That's not been my experience.  Most people  freeze up and don't do anything unless they've had training.  The more  training you have, the better your odds of surviving, and using the  correct tool for the situation at hand.  Police don't routinely shoot  people when they could have used a stun gun or baton to end the  situation.  And most LEO's are lacking in the training dept.  (my local  PD's require an 8 hour training course on non lethal take downs and  force continuum's when they start as a LEO, then nothing after that,  only have to shoot their gun once a year).  My experience has been that  you tend to use whats in your hands first, then worry about escalating  if that doesn't work.  

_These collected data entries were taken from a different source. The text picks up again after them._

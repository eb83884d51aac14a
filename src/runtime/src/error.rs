//! CL status codes and the runtime's error type.

use rocl_hal::DeviceError;

use std::fmt;
use thiserror::Error;

/// Raw CL status code. Success is 0, errors are negative.
pub type StatusCode = i32;

pub const SUCCESS: StatusCode = 0;
pub const DEVICE_NOT_FOUND: StatusCode = -1;
pub const DEVICE_NOT_AVAILABLE: StatusCode = -2;
pub const COMPILER_NOT_AVAILABLE: StatusCode = -3;
pub const MEM_OBJECT_ALLOCATION_FAILURE: StatusCode = -4;
pub const OUT_OF_RESOURCES: StatusCode = -5;
pub const OUT_OF_HOST_MEMORY: StatusCode = -6;
pub const PROFILING_INFO_NOT_AVAILABLE: StatusCode = -7;
pub const MEM_COPY_OVERLAP: StatusCode = -8;
pub const BUILD_PROGRAM_FAILURE: StatusCode = -11;
pub const EXEC_STATUS_ERROR_FOR_EVENTS_IN_WAIT_LIST: StatusCode = -14;
pub const COMPILE_PROGRAM_FAILURE: StatusCode = -15;
pub const LINKER_NOT_AVAILABLE: StatusCode = -16;
pub const LINK_PROGRAM_FAILURE: StatusCode = -17;

pub const INVALID_VALUE: StatusCode = -30;
pub const INVALID_DEVICE_TYPE: StatusCode = -31;
pub const INVALID_PLATFORM: StatusCode = -32;
pub const INVALID_DEVICE: StatusCode = -33;
pub const INVALID_CONTEXT: StatusCode = -34;
pub const INVALID_QUEUE_PROPERTIES: StatusCode = -35;
pub const INVALID_COMMAND_QUEUE: StatusCode = -36;
pub const INVALID_HOST_PTR: StatusCode = -37;
pub const INVALID_MEM_OBJECT: StatusCode = -38;
pub const INVALID_IMAGE_FORMAT_DESCRIPTOR: StatusCode = -39;
pub const INVALID_IMAGE_SIZE: StatusCode = -40;
pub const INVALID_SAMPLER: StatusCode = -41;
pub const INVALID_BINARY: StatusCode = -42;
pub const INVALID_BUILD_OPTIONS: StatusCode = -43;
pub const INVALID_PROGRAM: StatusCode = -44;
pub const INVALID_PROGRAM_EXECUTABLE: StatusCode = -45;
pub const INVALID_KERNEL_NAME: StatusCode = -46;
pub const INVALID_KERNEL_DEFINITION: StatusCode = -47;
pub const INVALID_KERNEL: StatusCode = -48;
pub const INVALID_ARG_INDEX: StatusCode = -49;
pub const INVALID_ARG_VALUE: StatusCode = -50;
pub const INVALID_ARG_SIZE: StatusCode = -51;
pub const INVALID_KERNEL_ARGS: StatusCode = -52;
pub const INVALID_WORK_DIMENSION: StatusCode = -53;
pub const INVALID_WORK_GROUP_SIZE: StatusCode = -54;
pub const INVALID_WORK_ITEM_SIZE: StatusCode = -55;
pub const INVALID_GLOBAL_OFFSET: StatusCode = -56;
pub const INVALID_EVENT_WAIT_LIST: StatusCode = -57;
pub const INVALID_EVENT: StatusCode = -58;
pub const INVALID_OPERATION: StatusCode = -59;
pub const INVALID_BUFFER_SIZE: StatusCode = -61;
pub const INVALID_GLOBAL_WORK_SIZE: StatusCode = -63;
pub const INVALID_PROPERTY: StatusCode = -64;

/// The error every API entry point surfaces: a CL status code plus a
/// human-readable message the context error reporter also forwards to the
/// application callback.
#[derive(Clone, Debug, Error, PartialEq, Eq)]
pub struct ClError {
    pub code: StatusCode,
    pub message: String,
}

impl ClError {
    pub fn new(code: StatusCode, message: impl Into<String>) -> Self {
        ClError {
            code,
            message: message.into(),
        }
    }

    pub fn code_only(code: StatusCode) -> Self {
        ClError {
            code,
            message: String::new(),
        }
    }
}

impl fmt::Display for ClError {
    fn fmt(&self, f: &mut fmt::Formatter) -> fmt::Result {
        if self.message.is_empty() {
            write!(f, "CL error {}", self.code)
        } else {
            write!(f, "CL error {}: {}", self.code, self.message)
        }
    }
}

impl From<DeviceError> for ClError {
    fn from(err: DeviceError) -> Self {
        let code = match err {
            DeviceError::OutOfHostMemory => OUT_OF_HOST_MEMORY,
            DeviceError::OutOfDeviceMemory | DeviceError::DeviceLost => OUT_OF_RESOURCES,
        };
        ClError::new(code, err.to_string())
    }
}

pub type Result<T> = std::result::Result<T, ClError>;

#[cfg(test)]
mod tests {
    use super::*;

    #[test]
    fn device_errors_map_to_cl_codes() {
        assert_eq!(ClError::from(DeviceError::OutOfHostMemory).code, OUT_OF_HOST_MEMORY);
        assert_eq!(ClError::from(DeviceError::DeviceLost).code, OUT_OF_RESOURCES);
    }
}
impl<B: Backend> Task<B> {
    /// Create a task bound to a queue, in the Queued state.
    pub(crate) fn new(
        context: InternalRef<Context<B>>,
        queue: &OwnedRef<CommandQueue<B>>,
        command_type: CommandType,
        payload: Box<dyn TaskPayload<B>>,
    ) -> Event<B> {
        let profiling = queue.profiling_enabled();
        let mut timestamps = [0u64; 4];
        if profiling {
            // Never zero: a zero queued timestamp means "not profiled".
            timestamps[0] = host_timestamp_ns().max(1);
        }
        OwnedRef::new(Task {
            command_type,
            context,
            native: Some(queue.native().clone()),
            queue: Some(queue.internal()),
            profiling,
            state: Mutex::new(TaskState {
                lifecycle: Lifecycle::Queued,
                timestamps,
                waiting_on: Vec::new(),
                dependents: Vec::new(),
                submitted_callbacks: SmallVec::new(),
                running_callbacks: SmallVec::new(),
                completion_callbacks: SmallVec::new(),
                gpu_timestamps: None,
            }),
            completion: Promise::new(),
            payload: Mutex::new(payload),
        })
    }

    /// Create a user event: queue-less, born Submitted.
    pub fn new_user_event(context: &OwnedRef<Context<B>>) -> Event<B> {
        OwnedRef::new(Task {
            command_type: CommandType::User,
            context: context.internal(),
            queue: None,
            native: None,
            profiling: false,
            state: Mutex::new(TaskState {
                lifecycle: Lifecycle::Submitted,
                timestamps: [0; 4],
                waiting_on: Vec::new(),
                dependents: Vec::new(),
                submitted_callbacks: SmallVec::new(),
                running_callbacks: SmallVec::new(),
                completion_callbacks: SmallVec::new(),
                gpu_timestamps: None,
            }),
            completion: Promise::new(),
            payload: Mutex::new(Box::new(NullPayload)),
        })
    }

    pub fn context(&self) -> &InternalRef<Context<B>> {
        &self.context
    }

    pub fn queue(&self) -> Option<&InternalRef<CommandQueue<B>>> {
        self.queue.as_ref()
    }

    pub(crate) fn native(&self) -> Option<&Arc<NativeDevice<B>>> {
        self.native.as_ref()
    }

    /// API-visible execution status.
    pub fn status_code(&self) -> StatusCode {
        self.state.lock().lifecycle.status_code()
    }

    pub fn is_queued(&self) -> bool {
        self.state.lock().lifecycle == Lifecycle::Queued
    }

    /// Add dependency edges to every event in `wait_list`. Fails without
    /// side effects when an event belongs to a different context.
    pub fn add_dependencies(
        this: &Event<B>,
        wait_list: &[Event<B>],
        _lock: &TaskPoolLock,
    ) -> Result<()> {
        for event in wait_list {
            if !std::ptr::eq(event.context().as_raw(), this.context.as_raw()) {
                return Err(ClError::new(
                    error::INVALID_CONTEXT,
                    "event wait list spans contexts",
                ));
            }
        }
        for event in wait_list {
            event.state.lock().dependents.push(this.internal());
            this.state.lock().waiting_on.push(event.clone());
        }
        Ok(())
    }

    pub(crate) fn has_pending_dependencies(&self, _lock: &TaskPoolLock) -> bool {
        !self.state.lock().waiting_on.is_empty()
    }

    /// Queues of dependencies that are still Queued and must be flushed
    /// for this task to ever become ready.
    pub(crate) fn queued_dependency_queues(
        &self,
        _lock: &TaskPoolLock,
    ) -> Vec<OwnedRef<CommandQueue<B>>> {
        let state = self.state.lock();
        state
            .waiting_on
            .iter()
            .filter(|dep| dep.is_queued())
            .filter_map(|dep| dep.queue.as_ref().map(|q| q.to_owned()))
            .collect()
    }

    pub(crate) fn submit(&self, _lock: &TaskPoolLock) {
        debug_assert!(self.command_type != CommandType::User);
        let mut state = self.state.lock();
        state.lifecycle = Lifecycle::Submitted;
        if self.profiling {
            state.timestamps[1] = host_timestamp_ns();
        }
        let callbacks = std::mem::take(&mut state.submitted_callbacks);
        drop(state);
        self.fire_callbacks(callbacks, CALLBACK_SUBMITTED);
    }

    pub(crate) fn mark_ready(&self, _lock: &TaskPoolLock) {
        let mut state = self.state.lock();
        debug_assert!(state.waiting_on.is_empty());
        state.lifecycle = Lifecycle::Ready;
    }

    pub(crate) fn started(&self, _lock: &TaskPoolLock) {
        let mut state = self.state.lock();
        state.lifecycle = Lifecycle::Running;
        let callbacks = std::mem::take(&mut state.running_callbacks);
        drop(state);
        self.fire_callbacks(callbacks, CALLBACK_RUNNING);
    }

    pub(crate) fn migrate_resources(&self, lock: &TaskPoolLock) {
        self.payload.lock().migrate(lock);
    }

    /// Record GPU work, bracketed by timestamp queries when profiling.
    pub(crate) fn record(&self, ctx: &mut ImmediateContext<B>) -> Result<()> {
        let queries = if self.profiling {
            crate::profiling::begin_gpu_timestamps(ctx).ok()
        } else {
            None
        };
        if let Some(queries) = &queries {
            ctx.end_timestamp(&queries.heap, 0);
        }

        let native = self
            .native
            .as_ref()
            .expect("queue-less tasks are never recorded")
            .clone();
        let result = self.payload.lock().record(&native, ctx);

        if let Some(queries) = queries {
            ctx.end_timestamp(&queries.heap, 1);
            ctx.resolve_timestamps(&queries.heap, 0, 2, &queries.staging);
            self.state.lock().gpu_timestamps = Some(queries);
        }
        result
    }

    /// Transition to Complete (or an error state), fire callbacks, release
    /// edges, and ready newly unblocked dependents.
    pub(crate) fn complete(
        &self,
        status: StatusCode,
        lock: &TaskPoolLock,
        mut ctx: Option<&mut ImmediateContext<B>>,
    ) {
        debug_assert!(status <= 0);
        let already_finished = {
            let state = self.state.lock();
            matches!(state.lifecycle, Lifecycle::Finished(_))
        };
        if already_finished {
            return;
        }
        self.state.lock().lifecycle = Lifecycle::Finished(status);

        if let Some(queue) = &self.queue {
            queue.notify_task_completion(self, lock);
        }

        // Pull GPU timestamps out of the resolved query buffer.
        let gpu_timestamps = self.state.lock().gpu_timestamps.take();
        if let Some(queries) = gpu_timestamps {
            if let Some(ctx) = ctx.as_deref_mut() {
                if status == error::SUCCESS {
                    if let Some((start, end)) =
                        crate::profiling::read_gpu_timestamps(ctx, &queries)
                    {
                        let frequency = self
                            .native
                            .as_ref()
                            .map_or(1_000_000_000, |n| n.timestamp_frequency());
                        let mut state = self.state.lock();
                        state.timestamps[2] = ticks_to_ns(start, frequency);
                        state.timestamps[3] = ticks_to_ns(end, frequency);
                    }
                }
                crate::profiling::release_gpu_timestamps(ctx, queries);
            }
        }

        self.payload.lock().on_complete(status, ctx.as_deref_mut());

        let (completion_callbacks, running_callbacks, submitted_callbacks, dependents) = {
            let mut state = self.state.lock();
            (
                std::mem::take(&mut state.completion_callbacks),
                std::mem::take(&mut state.running_callbacks),
                std::mem::take(&mut state.submitted_callbacks),
                std::mem::take(&mut state.dependents),
            )
        };
        // A terminal state implies the earlier ones; flush any callbacks
        // the task skipped past, most-advanced last.
        self.fire_callbacks(submitted_callbacks, CALLBACK_SUBMITTED);
        self.fire_callbacks(running_callbacks, CALLBACK_RUNNING);
        self.fire_callbacks(completion_callbacks, status);

        if status < 0 {
            for dependent in &dependents {
                dependent.complete(
                    error::EXEC_STATUS_ERROR_FOR_EVENTS_IN_WAIT_LIST,
                    lock,
                    None,
                );
            }
        } else {
            for dependent in &dependents {
                let now_unblocked = {
                    let mut dep_state = dependent.state.lock();
                    dep_state
                        .waiting_on
                        .retain(|w| !std::ptr::eq(w.as_raw(), self as *const _));
                    dep_state.waiting_on.is_empty()
                        && dep_state.lifecycle == Lifecycle::Submitted
                };
                if now_unblocked {
                    if let Some(native) = &dependent.native {
                        native.ready_task(dependent.clone(), lock);
                    } else {
                        // Queue-less dependents (user events) never run.
                    }
                }
            }
        }

        self.state.lock().waiting_on.clear();
        self.completion.set(status);
    }

    fn fire_callbacks(&self, callbacks: impl IntoIterator<Item = EventCallback>, status: StatusCode) {
        let platform = self.context.platform().clone();
        for callback in callbacks {
            platform.queue_callback(move || callback(status));
        }
    }

    /// Register a state-change callback; fires immediately (through the
    /// callback worker) if the state has already been reached.
    pub fn set_callback(
        &self,
        callback_type: StatusCode,
        callback: impl FnOnce(StatusCode) + Send + 'static,
    ) -> Result<()> {
        if !matches!(
            callback_type,
            CALLBACK_SUBMITTED | CALLBACK_RUNNING | CALLBACK_COMPLETE
        ) {
            return Err(ClError::new(error::INVALID_VALUE, "invalid callback type"));
        }
        let platform = self.context.platform().clone();
        let _lock = platform.task_pool_lock();

        let current = self.status_code();
        if current <= callback_type {
            let status = if callback_type == CALLBACK_COMPLETE {
                current
            } else {
                callback_type
            };
            platform.queue_callback(move || callback(status));
            return Ok(());
        }

        let mut state = self.state.lock();
        let list = match callback_type {
            CALLBACK_SUBMITTED => &mut state.submitted_callbacks,
            CALLBACK_RUNNING => &mut state.running_callbacks,
            _ => &mut state.completion_callbacks,
        };
        list.push(Box::new(callback));
        Ok(())
    }

    /// Block until the task reaches a terminal state.
    pub fn wait_for_completion(&self) -> StatusCode {
        self.completion.wait()
    }

    /// Profiling timestamp in nanoseconds.
    pub fn profiling_info(&self, which: ProfilingInfo) -> Result<u64> {
        let state = self.state.lock();
        if state.timestamps[0] == 0 {
            return Err(ClError::new(
                error::PROFILING_INFO_NOT_AVAILABLE,
                "profiling was not enabled on the queue",
            ));
        }
        if !matches!(state.lifecycle, Lifecycle::Finished(0)) {
            return Err(ClError::new(
                error::PROFILING_INFO_NOT_AVAILABLE,
                "event is not complete",
            ));
        }
        let index = match which {
            ProfilingInfo::Queued => 0,
            ProfilingInfo::Submit => 1,
            ProfilingInfo::Start => 2,
            ProfilingInfo::End => 3,
        };
        Ok(state.timestamps[index])
    }
}
impl<B: Backend> TaskPayload<B> for FillBufferPayload<B> {
    fn record(
        &mut self,
        native: &Arc<NativeDevice<B>>,
        ctx: &mut ImmediateContext<B>,
    ) -> Result<()> {
        let (gpu, extra) = self.buffer.ensure_on_device(native, ctx)?;
        ctx.fill_buffer(&gpu, extra + self.offset, self.size, &self.pattern)?;
        Ok(())
    }
}

pub fn enqueue_fill_buffer<B: Backend>(
    queue: &OwnedRef<CommandQueue<B>>,
    buffer: &OwnedRef<Resource<B>>,
    pattern: &[u8],
    offset: u64,
    size: u64,
    wait_list: &[Event<B>],
) -> Result<Event<B>> {
    check_buffer_range(queue, buffer, offset, size)?;
    let valid_pattern = matches!(pattern.len(), 1 | 2 | 4 | 8 | 16 | 32 | 64 | 128);
    if !valid_pattern {
        return Err(ClError::new(error::INVALID_VALUE, "invalid pattern size"));
    }
    if offset % pattern.len() as u64 != 0 || size % pattern.len() as u64 != 0 {
        return Err(ClError::new(
            error::INVALID_VALUE,
            "offset and size must be multiples of the pattern size",
        ));
    }
    enqueue(
        queue,
        CommandType::FillBuffer,
        Box::new(FillBufferPayload {
            buffer: buffer.clone(),
            offset,
            size,
            pattern: pattern.to_vec(),
        }),
        wait_list,
    )
}

// --- rect copies --------------------------------------------------------

/// Geometry of a rectangular buffer transfer.
#[derive(Clone, Copy, Debug)]
pub struct BufferRect {
    pub buffer_origin: [u64; 3],
    pub host_origin: [u64; 3],
    pub region: [u64; 3],
    pub buffer_row_pitch: u64,
    pub buffer_slice_pitch: u64,
    pub host_row_pitch: u64,
    pub host_slice_pitch: u64,
}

Train hard, Stay safe and as always, YMMV.


----------



## lklawson

Skpotamus said:


> Well, what an officer can arrest you for vs what is the law are two totally different things.  We've had a series of prosecutors who took the stance of "when in doubt, arrest and let the courts decide," along with a lot of sheriffs and city PD chiefs who feel the same way.  Heck, they can seize weapons without arresting you "for public safety", then it's a pain to get them back. (story: I was in a car wreck, knocked out, ER docs found my pocket 38, turned it over to police, it was a matter of months before I got it back even though there was no crime committed).


You are completely correct here.  I was seriously considering a similar followup but it looks like you already did it for me.  

I think we all have stories where cops seize stuff "just 'cuz they can" or do fishing expedition stops.

Of course, this is Abuse Under Color of Authority, but the system is currently configured so that it is hard-to-impossible to rectify these sort of wrongs.

Peace favor your sword,
Kirk


----------



## lklawson

Chris Parker said:


> With the case of yourself, you and your experience with weaponry are known, and frankly you would never post such a question in the way Kip has, so judging your needs wouldn't enter into it.


OK, I've been mulling this over in my mind.  I knew that I'd want to talk about it but I wanted some time to consider where I was going to go with it first.  So here goes.

When I started many moons ago I had the same sort of questions.  While it is true that I didn't post my questions on the Internet, I did have some similar ones.  I did private research and study and, if required, discretely inquired of trusted & experienced sources.

I quickly learned that, yes indeed, a firearm is top of the food chain for effective self defense having the easiest use, lowest learning curve, and highest Force potential.  However, it is also true that carrying a firearm was simply not always an option because of legal restrictions.  Even now that I have a concealed carry writ (in Ohio it is a CHL; "Concealed Handgun License"), there are still many places where a firearm is restricted or not permitted.

My study lead me to conclude that, further, a weapon of some sort, usually any weapon, offers substantial advantages over bare-handed self defense.  Of the myriad of potential self defense weapons, I found that the two most effective (for self defense) and easily over-looked legal alternatives were in the classes of "sharp and pointy" of varying lengths and "bludgeony" of varying configurations.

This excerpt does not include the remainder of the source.